HPE iLO 5 security: Go home cryptoprocessor, you’re drunk! — Alexandre Gazet, Fabien Perigaud, Joffrey Czarny
Date : 02 juin 2021 à 15:15 — 30 min.
At the core of HPE Gen10 servers lies the Integrated Lights Out 5 (iLO 5) technology. This new revision (hardware and software) of the remote management technology introduced a key feature described as a silicon root of trust built into the hardware.
Our previous studies on the technology highlighted a critical flaw in the secure boot process, allowing us to load a rogue userland applicative image.
At the start of 2020, we observed that new HPE iLO5 firmware (version 2.x) would come as an encrypted binary blob.
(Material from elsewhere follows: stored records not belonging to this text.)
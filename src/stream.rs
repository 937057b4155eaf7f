//! Streaming execution API: emit node events as the planner settles them.
//!
//! ## Why stream?
//!
//! A run over a large graph can take a while, and nodes finish in whatever
//! order the workers allow. A stream lets callers refresh a UI node by node
//! or log progress without implementing [`ExecutionProgressCallback`].
//!
//! Unlike the eager [`crate::planner::Planner::run`], which returns only
//! after every node settled, [`run_stream`] yields [`NodeEvent`]s as they
//! happen and ends with exactly one `RunFinished` or `RunFailed`.

use crate::planner::{Planner, RunReport, SharedGraph};
use crate::progress::ExecutionProgressCallback;
use crate::store::FileStore;
use serde::Serialize;
use std::pin::Pin;
use tokio::sync::mpsc::{unbounded_channel, UnboundedSender};
use tokio_stream::wrappers::UnboundedReceiverStream;
use tokio_stream::Stream;
use tracing::debug;

/// One step of a streamed run.
#[derive(Debug, Clone, PartialEq, Serialize)]
#[serde(tag = "event", rename_all = "camelCase")]
pub enum NodeEvent {
    RunStarted { total: usize },
    NodeStarted { id: String, kind: String },
    NodeCompleted { id: String, outputs: usize },
    NodeFailed { id: String, error: String },
    RunFinished { report: RunReport },
    /// The run could not start or a planner task died.
    RunFailed { error: String },
}

/// A boxed stream of node events.
pub type NodeEventStream = Pin<Box<dyn Stream<Item = NodeEvent> + Send>>;

/// Execute `graph` in the background, streaming events as nodes settle.
///
/// The run keeps going if the stream is dropped; only the events are lost.
/// Any progress callback configured on the planner is bypassed.
///
/// # Example
/// ```rust,no_run
/// use pdfboard::{run_stream, shared, FileStore, Graph, NodeEvent, Planner};
/// use futures::StreamExt;
///
/// # #[tokio::main]
/// # async fn main() {
/// let planner = Planner::new(Default::default());
/// let graph = shared(Graph::new());
/// let mut events = run_stream(&planner, graph, FileStore::new());
/// while let Some(event) = events.next().await {
///     if let NodeEvent::NodeFailed { id, error } = &event {
///         eprintln!("{id}: {error}");
///     }
/// }
/// # }
/// ```
pub fn run_stream(planner: &Planner, graph: SharedGraph, store: FileStore) -> NodeEventStream {
    let (tx, rx) = unbounded_channel();
    let planner = planner.clone();
    tokio::spawn(async move {
        let forward = Forward(tx.clone());
        let last = match planner.run_observed(&graph, &store, &forward).await {
            Ok(report) => NodeEvent::RunFinished { report },
            Err(e) => NodeEvent::RunFailed { error: e.to_string() },
        };
        if tx.send(last).is_err() {
            debug!("Event stream dropped before the run finished");
        }
    });
    Box::pin(UnboundedReceiverStream::new(rx))
}

/// Forwards callback events into the channel; a closed receiver is ignored.
struct Forward(UnboundedSender<NodeEvent>);

impl Forward {
    fn emit(&self, event: NodeEvent) {
        let _ = self.0.send(event);
    }
}

impl ExecutionProgressCallback for Forward {
    fn on_run_start(&self, total_nodes: usize) {
        self.emit(NodeEvent::RunStarted { total: total_nodes });
    }

    fn on_node_start(&self, node_id: &str, kind: &str) {
        self.emit(NodeEvent::NodeStarted {
            id: node_id.to_string(),
            kind: kind.to_string(),
        });
    }

    fn on_node_complete(&self, node_id: &str, outputs: usize) {
        self.emit(NodeEvent::NodeCompleted {
            id: node_id.to_string(),
            outputs,
        });
    }

    fn on_node_error(&self, node_id: &str, error: &str) {
        self.emit(NodeEvent::NodeFailed {
            id: node_id.to_string(),
            error: error.to_string(),
        });
    }
}

#[cfg(test)]
mod tests {
    use super::*;
    use crate::codec::render::tests::FlatRenderer;
    use crate::config::EngineConfig;
    use crate::document::testutil::sample_pdf;
    use crate::graph::{Graph, Node, NodeKind};
    use crate::planner::shared;
    use futures::StreamExt;
    use std::sync::Arc;

    fn planner() -> Planner {
        Planner::new(EngineConfig::builder().renderer(Arc::new(FlatRenderer)).build().unwrap())
    }

    #[tokio::test]
    async fn events_bracket_the_run() {
        let store = FileStore::new();
        let mut g = Graph::new();
        g.add_node(Node::new("in", NodeKind::Input.default_op())).unwrap();
        let file = store.get(&store.add("a.pdf", sample_pdf(1))).unwrap();
        g.assign_input_file("in", &file).unwrap();
        g.add_node(Node::new("rot", NodeKind::Rotate.default_op())).unwrap();
        g.connect("in", "rot").unwrap();

        let events: Vec<NodeEvent> = run_stream(&planner(), shared(g), store).collect().await;
        assert_eq!(events.first(), Some(&NodeEvent::RunStarted { total: 2 }));
        assert!(events.contains(&NodeEvent::NodeCompleted {
            id: "rot".into(),
            outputs: 1
        }));
        match events.last() {
            Some(NodeEvent::RunFinished { report }) => assert!(report.is_clean()),
            other => panic!("unexpected last event: {other:?}"),
        }
    }

    #[tokio::test]
    async fn failures_are_streamed() {
        let mut g = Graph::new();
        g.add_node(Node::new("in", NodeKind::Input.default_op())).unwrap();
        let events: Vec<NodeEvent> = run_stream(&planner(), shared(g), FileStore::new())
            .collect()
            .await;
        assert!(events
            .iter()
            .any(|e| matches!(e, NodeEvent::NodeFailed { id, .. } if id == "in")));
    }

    #[test]
    fn events_serialise_tagged() {
        let json = serde_json::to_string(&NodeEvent::RunStarted { total: 3 }).unwrap();
        assert_eq!(json, r#"{"event":"runStarted","total":3}"#);
    }
}
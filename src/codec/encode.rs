//! Raster encoding: `DynamicImage` → PNG bytes, and `data:` URIs for previews.
//!
//! PNG is used for every raster the engine produces. Rendered pages are
//! mostly text and flat colour, where lossless compression is both smaller
//! and sharper than JPEG.

use crate::error::BoardError;
use base64::{engine::general_purpose::STANDARD, Engine as _};
use image::{DynamicImage, GenericImage, RgbaImage};
use std::io::Cursor;
use tracing::debug;

/// Encode an image as PNG.
pub fn encode_png(img: &DynamicImage) -> Result<Vec<u8>, BoardError> {
    let mut buf = Vec::new();
    img.write_to(&mut Cursor::new(&mut buf), image::ImageFormat::Png)
        .map_err(|e| BoardError::Internal(format!("PNG encoding failed: {}", e)))?;
    debug!("Encoded {}x{} image → {} bytes PNG", img.width(), img.height(), buf.len());
    Ok(buf)
}

/// Wrap raster bytes in a base64 `data:` URI.
pub fn data_uri(bytes: &[u8], mime: &str) -> String {
    format!("data:{};base64,{}", mime, STANDARD.encode(bytes))
}

/// Stack images top to bottom on a transparent canvas as wide as the widest.
pub fn stitch_vertical(images: &[DynamicImage]) -> Result<DynamicImage, BoardError> {
    let width = images.iter().map(DynamicImage::width).max().unwrap_or(0);
    let height: u32 = images.iter().map(DynamicImage::height).sum();
    if width == 0 || height == 0 {
        return Err(BoardError::InvalidConfig("nothing to stitch".into()));
    }
    let mut canvas = RgbaImage::new(width, height);
    let mut y = 0;
    for img in images {
        canvas
            .copy_from(&img.to_rgba8(), 0, y)
            .map_err(|e| BoardError::Internal(format!("stitch failed: {}", e)))?;
        y += img.height();
    }
    Ok(DynamicImage::ImageRgba8(canvas))
}

#[cfg(test)]
mod tests {
    use super::*;
    use image::Rgba;

    fn solid(w: u32, h: u32) -> DynamicImage {
        DynamicImage::ImageRgba8(RgbaImage::from_pixel(w, h, Rgba([255, 0, 0, 255])))
    }

    #[test]
    fn encode_small_image() {
        let png = encode_png(&solid(10, 10)).expect("encode should succeed");
        assert!(png.starts_with(b"\x89PNG"));
    }

    #[test]
    fn data_uri_round_trips_base64() {
        let uri = data_uri(b"abc", "image/png");
        let b64 = uri.strip_prefix("data:image/png;base64,").unwrap();
        assert_eq!(STANDARD.decode(b64).unwrap(), b"abc");
    }

    #[test]
    fn stitch_uses_max_width_and_total_height() {
        let out = stitch_vertical(&[solid(10, 4), solid(6, 5)]).unwrap();
        assert_eq!((out.width(), out.height()), (10, 9));
    }

    #[test]
    fn stitch_of_nothing_fails() {
        assert!(stitch_vertical(&[]).is_err());
    }
}
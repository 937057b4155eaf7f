//! CLI binary for pdfboard.
//!
//! A thin shim over the library crate: loads a graph document, attaches
//! files to its input nodes, runs it and writes what the output nodes
//! deliver.

use anyhow::{Context, Result};
use clap::{Parser, Subcommand};
use indicatif::{ProgressBar, ProgressStyle};
use pdfboard::{
    deliveries, page_range, shared, EngineConfig, ExecutionProgressCallback, FileStore, Graph,
    NodeKind, NodeOutcome, PdfDocument, Planner, ProgressCallback,
};
use std::collections::HashMap;
use std::io;
use std::path::{Path, PathBuf};
use std::sync::atomic::{AtomicUsize, Ordering};
use std::sync::{Arc, Mutex};
use std::time::{Duration, Instant};
use tracing_subscriber::EnvFilter;

// ── ANSI colour helpers (no extra deps) ──────────────────────────────────────

fn green(s: &str) -> String {
    format!("\x1b[32m{s}\x1b[0m")
}
fn red(s: &str) -> String {
    format!("\x1b[31m{s}\x1b[0m")
}
fn dim(s: &str) -> String {
    format!("\x1b[2m{s}\x1b[0m")
}
fn bold(s: &str) -> String {
    format!("\x1b[1m{s}\x1b[0m")
}
fn cyan(s: &str) -> String {
    format!("\x1b[36m{s}\x1b[0m")
}

const TICKS: &[&str] = &["⠋", "⠙", "⠹", "⠸", "⠼", "⠴", "⠦", "⠧", "⠇", "⠏", "⠿"];

// ── CLI progress callback using indicatif ────────────────────────────────────

/// Terminal progress callback: one bar for the run, one log line per node.
/// Nodes finish out of order when branches run concurrently.
struct CliProgressCallback {
    bar: ProgressBar,
    start_times: Mutex<HashMap<String, Instant>>,
    errors: AtomicUsize,
}

impl CliProgressCallback {
    fn new() -> Arc<Self> {
        let bar = ProgressBar::new(0);
        let spinner_style = ProgressStyle::with_template("{spinner:.cyan} {prefix:.bold}  {msg}")
            .unwrap_or_else(|_| ProgressStyle::default_spinner())
            .tick_strings(TICKS);
        bar.set_style(spinner_style);
        bar.set_prefix("Planning");
        bar.enable_steady_tick(Duration::from_millis(80));

        Arc::new(Self {
            bar,
            start_times: Mutex::new(HashMap::new()),
            errors: AtomicUsize::new(0),
        })
    }

    fn elapsed(&self, node_id: &str) -> f64 {
        self.start_times
            .lock()
            .ok()
            .and_then(|mut t| t.remove(node_id))
            .map(|t| t.elapsed().as_secs_f64())
            .unwrap_or(0.0)
    }
}

impl ExecutionProgressCallback for CliProgressCallback {
    fn on_run_start(&self, total_nodes: usize) {
        let style = ProgressStyle::with_template(
            "{spinner:.cyan} {prefix:.bold}  [{bar:42.green/238}] {pos:>3}/{len} nodes  ⏱ {elapsed_precise}",
        )
        .unwrap_or_else(|_| ProgressStyle::default_bar())
        .progress_chars("█▉▊▋▌▍▎▏  ")
        .tick_strings(TICKS);
        self.bar.set_length(total_nodes as u64);
        self.bar.set_style(style);
        self.bar.set_prefix("Running");
    }

    fn on_node_start(&self, node_id: &str, kind: &str) {
        if let Ok(mut t) = self.start_times.lock() {
            t.insert(node_id.to_string(), Instant::now());
        }
        self.bar.set_message(format!("{node_id} ({kind})"));
    }

    fn on_node_complete(&self, node_id: &str, outputs: usize) {
        let secs = self.elapsed(node_id);
        self.bar.println(format!(
            "  {} {:<24} {}  {}",
            green("✓"),
            node_id,
            dim(&format!("{outputs} file(s)")),
            dim(&format!("{secs:.1}s")),
        ));
        self.bar.inc(1);
    }

    fn on_node_error(&self, node_id: &str, error: &str) {
        let secs = self.elapsed(node_id);
        self.errors.fetch_add(1, Ordering::SeqCst);
        let msg: String = if error.chars().count() > 80 {
            format!("{}\u{2026}", error.chars().take(79).collect::<String>())
        } else {
            error.to_string()
        };
        self.bar.println(format!(
            "  {} {:<24} {}  {}",
            red("✗"),
            node_id,
            red(&msg),
            dim(&format!("{secs:.1}s")),
        ));
        self.bar.inc(1);
    }

    fn on_run_complete(&self, total_nodes: usize, success_count: usize) {
        self.bar.finish_and_clear();
        let failed = self.errors.load(Ordering::SeqCst);
        if failed == 0 {
            eprintln!("{} {} nodes ran successfully", green("✔"), bold(&success_count.to_string()));
        } else {
            eprintln!(
                "{} {}/{} nodes succeeded  ({} failed)",
                cyan("⚠"),
                bold(&success_count.to_string()),
                total_nodes,
                red(&failed.to_string()),
            );
        }
    }
}

const AFTER_HELP: &str = r#"EXAMPLES:
  # Run a saved graph, attaching a file to input node "in"
  pdfboard run board.json --file in=report.pdf -o out/

  # Several inputs, machine-readable report on stdout
  pdfboard run merge.json --file a=cover.pdf --file b=body.pdf -o out/ --json

  # Page count, sizes and metadata of a PDF
  pdfboard inspect report.pdf

  # How a page-range expression is understood
  pdfboard ranges "1-3, 5, 9-7, x"

GRAPH DOCUMENTS:
  A graph is the JSON form of pdfboard::Graph: {"nodes": [...], "edges": [...]}.
  Input nodes get their file from --file <node-id>=<path>; every output node
  writes its deliveries into the output directory (one subdirectory per
  output node when there is more than one).

ENVIRONMENT VARIABLES:
  PDFIUM_LIB_PATH   Path to libpdfium, used by flatten, pdfToImage, previews
                    and image exports
  RUST_LOG          Overrides the log filter (e.g. pdfboard=debug)
"#;

/// Run PDF/image processing graphs.
#[derive(Parser, Debug)]
#[command(
    name = "pdfboard",
    version,
    about = "Run PDF and image processing graphs",
    arg_required_else_help = true,
    color = clap::ColorChoice::Auto,
    after_long_help = AFTER_HELP
)]
struct Cli {
    #[command(subcommand)]
    command: Command,

    /// Enable DEBUG-level tracing logs.
    #[arg(short, long, global = true, env = "PDFBOARD_VERBOSE")]
    verbose: bool,

    /// Suppress all output except errors.
    #[arg(short, long, global = true, env = "PDFBOARD_QUIET")]
    quiet: bool,
}

#[derive(Subcommand, Debug)]
enum Command {
    /// Execute a graph document.
    Run {
        /// Graph JSON file.
        graph: PathBuf,

        /// Attach a file to an input node: <node-id>=<path>. Repeatable.
        #[arg(short, long = "file", value_name = "NODE=PATH")]
        files: Vec<String>,

        /// Directory for output-node deliveries.
        #[arg(short, long, env = "PDFBOARD_OUTPUT", default_value = ".")]
        output: PathBuf,

        /// Maximum transforms running at once.
        #[arg(short, long, env = "PDFBOARD_CONCURRENCY")]
        concurrency: Option<usize>,

        /// Default render scale for flatten (0.25–8).
        #[arg(long, env = "PDFBOARD_RENDER_SCALE", default_value_t = 2.0)]
        render_scale: f32,

        /// Print the run report as JSON on stdout.
        #[arg(long)]
        json: bool,

        /// Disable progress bar.
        #[arg(long, env = "PDFBOARD_NO_PROGRESS")]
        no_progress: bool,
    },

    /// Print page count, page sizes and metadata of a PDF.
    Inspect {
        pdf: PathBuf,

        /// Print as JSON.
        #[arg(long)]
        json: bool,
    },

    /// Show how a page-range expression is parsed.
    Ranges {
        expr: String,

        /// Only keep pages up to this count.
        #[arg(long)]
        pages: Option<usize>,
    },
}

#[tokio::main]
async fn main() -> Result<()> {
    let cli = Cli::parse();

    // ── Logging setup ────────────────────────────────────────────────────
    // The progress bar replaces INFO logs unless -v is given.
    let show_progress = match &cli.command {
        Command::Run { json, no_progress, .. } => !cli.quiet && !no_progress && !json,
        _ => false,
    };
    let filter = if cli.verbose {
        "debug"
    } else if cli.quiet || show_progress {
        "error"
    } else {
        "info"
    };
    tracing_subscriber::fmt()
        .with_env_filter(
            EnvFilter::try_from_default_env().unwrap_or_else(|_| EnvFilter::new(filter)),
        )
        .with_writer(io::stderr)
        .init();

    match cli.command {
        Command::Run {
            graph,
            files,
            output,
            concurrency,
            render_scale,
            json,
            ..
        } => {
            let progress: Option<ProgressCallback> = if show_progress {
                Some(CliProgressCallback::new() as Arc<dyn ExecutionProgressCallback>)
            } else {
                None
            };
            let mut builder = EngineConfig::builder().render_scale(render_scale);
            if let Some(n) = concurrency {
                builder = builder.concurrency(n);
            }
            if let Some(cb) = progress {
                builder = builder.progress_callback(cb);
            }
            let config = builder.build().context("Invalid configuration")?;
            run(&graph, &files, &output, config, json, cli.quiet).await
        }
        Command::Inspect { pdf, json } => inspect(&pdf, json).await,
        Command::Ranges { expr, pages } => {
            let indices = page_range::parse_within(&expr, pages.unwrap_or(page_range::MAX_PAGES));
            let one_based: Vec<String> = indices.iter().map(|i| (i + 1).to_string()).collect();
            println!("Pages:      {}", one_based.join(", "));
            println!("Canonical:  {}", page_range::canonical(&indices));
            Ok(())
        }
    }
}

async fn run(
    graph_path: &Path,
    files: &[String],
    out_dir: &Path,
    config: EngineConfig,
    json: bool,
    quiet: bool,
) -> Result<()> {
    let text = tokio::fs::read_to_string(graph_path)
        .await
        .with_context(|| format!("Failed to read graph from {:?}", graph_path))?;
    let mut graph = Graph::from_json(&text).context("Invalid graph document")?;

    let store = FileStore::new();
    for spec in files {
        let (node_id, path) = parse_file_arg(spec)?;
        let bytes = tokio::fs::read(&path)
            .await
            .with_context(|| format!("Failed to read {:?}", path))?;
        let name = path
            .file_name()
            .map(|n| n.to_string_lossy().into_owned())
            .unwrap_or_else(|| "input".into());
        let id = store.add(name, bytes);
        let file = store.get(&id).context("Stored file vanished")?;
        graph
            .assign_input_file(node_id, &file)
            .with_context(|| format!("Cannot attach {:?} to node '{}'", path, node_id))?;
    }

    let graph = shared(graph);
    let planner = Planner::new(config);
    let report = planner.run(&graph, &store).await.context("Run failed")?;

    // ── Deliver output nodes ─────────────────────────────────────────────
    let g = graph.read().await;
    let outputs: Vec<_> = g.nodes().iter().filter(|n| n.kind() == NodeKind::Output).collect();
    let mut written = Vec::new();
    for node in &outputs {
        if report.outcome(&node.id).is_some_and(|o| !o.is_success()) {
            continue;
        }
        let dir = if outputs.len() > 1 {
            let sub = Path::new(&node.id).file_name().with_context(|| {
                format!("Output node id '{}' is not a usable directory name", node.id)
            })?;
            out_dir.join(sub)
        } else {
            out_dir.to_path_buf()
        };
        tokio::fs::create_dir_all(&dir)
            .await
            .with_context(|| format!("Failed to create {:?}", dir))?;
        for delivery in deliveries(&store, node) {
            written.push(delivery.write_to(&dir)?);
        }
    }

    if json {
        println!(
            "{}",
            serde_json::to_string_pretty(&report).context("Failed to serialise report")?
        );
    } else if !quiet {
        for path in &written {
            eprintln!("   →  {}", bold(&path.display().to_string()));
        }
        eprintln!(
            "{}  {} succeeded, {} reused, {} failed  {}ms",
            if report.is_clean() { green("✔") } else { cyan("⚠") },
            report.count(NodeOutcome::Succeeded),
            report.count(NodeOutcome::Reused),
            report.count(NodeOutcome::Failed),
            report.duration_ms,
        );
        for failure in report.failures() {
            if let Some(e) = &failure.error {
                eprintln!("   {} {}: {}", red("✗"), failure.id, e);
            }
        }
    }

    if !report.is_clean() {
        anyhow::bail!("{} node(s) failed", report.failures().count());
    }
    Ok(())
}

/// Parse `--file <node>=<path>`.
fn parse_file_arg(spec: &str) -> Result<(&str, PathBuf)> {
    let (node, path) = spec
        .split_once('=')
        .with_context(|| format!("Expected <node-id>=<path>, got '{}'", spec))?;
    let node = node.trim();
    if node.is_empty() || path.trim().is_empty() {
        anyhow::bail!("Expected <node-id>=<path>, got '{}'", spec);
    }
    Ok((node, PathBuf::from(path.trim())))
}

async fn inspect(path: &Path, json: bool) -> Result<()> {
    let bytes = tokio::fs::read(path)
        .await
        .with_context(|| format!("Failed to read {:?}", path))?;
    let doc = PdfDocument::load(&bytes).context("Failed to parse PDF")?;
    let meta = doc.metadata();
    let sizes = (0..doc.page_count())
        .map(|i| doc.page_size(i))
        .collect::<Result<Vec<_>, _>>()
        .context("Failed to read page sizes")?;

    if json {
        let value = serde_json::json!({
            "file": path.display().to_string(),
            "pages": doc.page_count(),
            "pageSizes": sizes,
            "encrypted": doc.is_encrypted(),
            "metadata": meta,
        });
        println!(
            "{}",
            serde_json::to_string_pretty(&value).context("Failed to serialise metadata")?
        );
        return Ok(());
    }

    println!("File:         {}", path.display());
    println!("Pages:        {}", doc.page_count());
    if let Some((w, h)) = sizes.first() {
        let uniform = sizes.iter().all(|s| s == &(*w, *h));
        let note = if uniform { "" } else { " (first page)" };
        println!("Page size:    {:.0} x {:.0} pt{}", w, h, note);
    }
    println!("Encrypted:    {}", doc.is_encrypted());
    for (label, value) in [
        ("Title", &meta.title),
        ("Author", &meta.author),
        ("Subject", &meta.subject),
        ("Creator", &meta.creator),
        ("Producer", &meta.producer),
    ] {
        if let Some(v) = value {
            println!("{:<13} {}", format!("{label}:"), v);
        }
    }
    if let Some(k) = meta.keywords.as_ref().filter(|k| !k.is_empty()) {
        println!("Keywords:     {}", k.join(", "));
    }
    Ok(())
}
In times where supply chain attacks and platform security are more exposed than ever, we decided to review the security implications of the new firmware packaging, and will present:
- An analysis of the new firmware file format;
- An extensive review of the cryptographic scheme and used hardware resource (cryptographic coprocessor);
- The discovery of a new 0-day vulnerability to achieve host-to-ilo code execution;
- A demonstration that Frankenstein firmware and supply chain attacks are still possible.
All these steps have been conducted to reach a final goal: releasing a tool allowing anyone to decrypt firmware updates to assess their security.